Sur la question de la difficulté pour certains de s’intégrer, tu pointes du doigt le fameux multiculturalisme canadien et ses effets pervers : la ghettoïsation des immigrants, favorisant l’isolement des communautés ethniques et l’exclusion sociale. Pour contrer ce phénomène, d’ici à ce que le Québec devienne indépendant, tu sembles préconiser l’intégration hors de Montréal ou la régionalisation de l’immigration. L’idée est belle et semble aller de soi, mais encore une fois la volonté politique d’aller dans ce sens y est-elle ?

Pas du tout. En fait, on ne priorise pas les régions lors des entrevues de sélection. Encore une fois, ce sont des organismes qui s’occupent des projets individuels de régionalisation. Je ne veux pas casser le bras de qui que ce soit afin qu’il s’installe à Rouyn-Noranda, comprenons-nous bien ! Par contre, si j’étais ministre de l’Immigration demain matin (!) je modifierais les informations que je donne aux futurs Québécois, c’est-à-dire que je les informerais des possibilités d’emploi en région ou dans les banlieues, par exemple. Du coût de la vie un peu partout, aussi. Je crois que je développerais un programme visant à attirer les gens en région par une diminution de l’exigence « d’expérience de travail québécoise » qui brime plusieurs immigrants dans leur recherche d’emploi. Je pense que le Québec regorge d’opportunités et que plusieurs emplois ne sont pas comblés à l’extérieur de Montréal, car il n’y a pas assez de nouveaux arrivants dans les régions où on a besoin de gens, malheureusement. Et quand je parle de région, je ne parle pas nécessairement de Blanc-Sablon là ! Mais de grandes villes telles que Chicoutimi, Sherbrooke, Québec, etc. !

Outre la difficulté de s’intégrer convenablement quand on réside à Montréal, il y a aussi le fait que l’anglais y occupe une place privilégiée et que les entreprises de moins de 50 employés ne sont pas assujetties à la Charte de la langue française. Comme si ce n’était pas assez, plusieurs groupes communautaires offrent des cours d’anglais gratuitement aux nouveaux arrivants. Dans ton livre, tu ne mentionnes pas spécifiquement le Quebec Community Groups Network (QCGN), qui regroupe un grand nombre d’organismes fortement subventionnés par Ottawa pour la promotion de l’anglais et du bilinguisme institutionnel, mais crois-tu qu’il y a justement un allié objectif à l’anglicisation et à la difficulté d’intégration des immigrants à la société québécoise ?
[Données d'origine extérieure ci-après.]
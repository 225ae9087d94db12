//! # edged-core
//!
//! Secret binding validation and resolution for the edged agent.
//!
//! A deployment request names a top-level service and supplies secret
//! bindings, each mapping the secret names a service declares to
//! references in the external secret manager (the trust store). Before
//! anything is deployed, the agent proves three things:
//!
//! - every secret declared by the service, and by every service in its
//!   transitive dependency graph, is covered by a binding whose scope
//!   matches that service ([`secrets::resolve_consumption`]);
//! - every reference in a consumed binding parses as an organization
//!   or user level secret name ([`secrets::parse_vault_secret_name`]);
//! - every referenced secret exists in the trust store
//!   ([`secrets::verify_bindings`]).
//!
//! Bindings the graph never consumed are reported back as redundant
//! rather than failing the request ([`secrets::partition_bindings`]).
//!
//! The exchange and the trust store are reached through the
//! [`service::ServiceResolver`] and [`secrets::SecretExistsCheck`]
//! traits, so the whole engine runs against fakes in tests.
//!
//! ## Example
//!
//! ```rust
//! use edged_core::secrets::{BoundSecret, SecretBinding, parse_vault_secret_name};
//!
//! let binding = SecretBinding {
//!     service_org: "myorg".to_string(),
//!     service_url: "gps".to_string(),
//!     service_arch: "amd64".to_string(),
//!     service_version_range: "[1.0.0,INFINITY)".to_string(),
//!     secrets: vec![BoundSecret::new("apikey", "user/fred/gps-key")],
//! };
//!
//! let parsed = parse_vault_secret_name(&binding.secrets[0].reference).unwrap();
//! assert_eq!(parsed.user.as_deref(), Some("fred"));
//! assert_eq!(parsed.name, "gps-key");
//! ```

pub mod config;
pub mod secrets;
pub mod service;
pub mod version;
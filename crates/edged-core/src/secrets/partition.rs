//! Needed/redundant binding partitioning.
//!
//! After a validation run, the consumption map says which named
//! secrets of which input bindings were actually used. Partitioning
//! reshapes the original collection into two disjoint groups: bindings
//! (or binding fragments) some service needed, and bindings (or
//! fragments) nothing needed. Callers surface the redundant group as a
//! warning and hand the needed group to the trust-store verifier.

use super::binding::SecretBinding;
use super::validator::ConsumptionMap;

/// Splits the original bindings into needed and redundant groups.
///
/// A binding whose every secret was consumed is copied whole into the
/// needed group; a binding with no consumed secrets is copied whole
/// into the redundant group; a binding with a proper subset consumed
/// is split into two records with the same scope, one holding the
/// consumed entries and one holding the rest. Pure and total: an empty
/// consumption map makes everything redundant, and empty input yields
/// empty output regardless of the map.
#[must_use]
pub fn partition_bindings(
    bindings: &[SecretBinding],
    consumption: &ConsumptionMap,
) -> (Vec<SecretBinding>, Vec<SecretBinding>) {
    let mut needed: Vec<SecretBinding> = Vec::new();
    let mut redundant: Vec<SecretBinding> = Vec::new();

    if bindings.is_empty() {
        return (needed, redundant);
    }
    if consumption.is_empty() {
        redundant.extend_from_slice(bindings);
        return (needed, redundant);
    }

    for (index, binding) in bindings.iter().enumerate() {
        match consumption.consumed(index) {
            None => redundant.push(binding.clone()),
            Some(consumed) if consumed.len() == binding.secrets.len() => {
                needed.push(binding.clone());
            },
            Some(consumed) => {
                let mut needed_part = binding.with_empty_secrets();
                let mut redundant_part = binding.with_empty_secrets();
                for secret in &binding.secrets {
                    if consumed.contains(&secret.name) {
                        needed_part.secrets.push(secret.clone());
                    } else {
                        redundant_part.secrets.push(secret.clone());
                    }
                }
                needed.push(needed_part);
                redundant.push(redundant_part);
            },
        }
    }

    (needed, redundant)
}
Je pense que nous devrions obliger la francisation des immigrants, ce n’est pas plus compliqué que cela. La loi 101 et les mesures coercitives ont donné d’excellents résultats chez les jeunes générations, par contre, ce sont les adultes que nous sélectionnons. Nous nous devons de rendre la francisation obligatoire. C’est bien beau de dire que les gens apprendront le français par « amour », mais c’est assez faux. Les gens apprennent s’ils sont motivés, s’ils ont besoin d’une langue, s’ils veulent intégrer une communauté, pour travailler. Il faut leur donner le français, pas attendre qu’ils veuillent l’apprendre comme par magie. Je crois que la communauté anglophone a toujours été accueillante, c’est notre tour maintenant d’ouvrir les bras. Qui plus est, je crois aussi au réseau social, aux contacts. Si vous avez des voisins nouveaux arrivants, parlez-leur ! Ils sont souvent seuls ici, et l’amitié sera un bon prétexte pour apprendre notre langue !

Au bout du compte, tous les efforts déployés pour intégrer les nouveaux arrivants à la société québécoise se heurtent à un obstacle de taille : le fédéralisme canadien. Ne serait-ce qu’avec ces cérémonies d’obtention de la citoyenneté canadienne, tout est mis en oeuvre pour que l’immigrant reçu se perçoive d’abord comme un Canadien et non comme un Québécois. Alors, Tania, toi, vois-tu quelque part la lumière au bout du tunnel ?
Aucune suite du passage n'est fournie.